A phylogenomic approach to bacterial subspecies classification: proof of concept in Mycobacterium abscessus
1 Department of Oral Biology and Biomedical Sciences, Faculty of Dentistry, University of Malaya, 50603, Kuala Lumpur, Malaysia
2 Institute of Mathematical Sciences, Faculty of Science, University of Malaya, 50603, Kuala Lumpur, Malaysia
3 Department of Medical Microbiology, Faculty of Medicine, University of Malaya, 50603, Kuala Lumpur, Malaysia
4 Genome Informatics Research Laboratory, High Impact Research (HIR) Building, University of Malaya, 50603, Kuala Lumpur, Malaysia
BMC Genomics 2013, 14:879 doi:10.1186/1471-2164-14-879Published: 13 December 2013
Mycobacterium abscessus is a rapidly growing mycobacterium that is often associated with human infections. The taxonomy of this species has undergone several revisions and is still being debated. In this study, we sequenced the genomes of 12 M. abscessus strains and used phylogenomic analysis to perform subspecies classification.

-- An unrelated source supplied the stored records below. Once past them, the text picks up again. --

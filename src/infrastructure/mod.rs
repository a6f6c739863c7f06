pub mod artifact_store;
pub mod config;
pub mod csv;
pub mod db;
pub mod logging;
pub mod report;
pub mod storage;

A data mining approach was used to rank and select informative genes based on the relative entropy metric for the construction of a phylogenetic tree. The resulting tree topology was similar to that generated using the concatenation of five classical housekeeping genes: rpoB, hsp65, secA, recA and sodA. Additional support for the reliability of the subspecies classification came from the analysis of erm41 and ITS gene sequences, single nucleotide polymorphisms (SNPs)-based classification and strain clustering demonstrated by a variable number tandem repeat (VNTR) assay and a multilocus sequence analysis (MLSA). We subsequently found that the concatenation of a minimal set of three median-ranked genes: DNA polymerase III subunit alpha (polC), 4-hydroxy-2-ketovalerate aldolase (Hoa) and cell division protein FtsZ (ftsZ), is sufficient to recover the same tree topology. PCR assays designed specifically for these genes showed that all three genes could be amplified in the reference strain of M. abscessus ATCC 19977T.
This study provides proof of concept that whole-genome sequence-based data mining approach can provide confirmatory evidence of the phylogenetic informativeness of existing markers, as well as lead to the discovery of a more economical and informative set of markers that produces similar subspecies classification in M. abscessus. The systematic procedure used in this study to choose the informative minimal set of gene markers can potentially be applied to species or subspecies classification of other bacteria.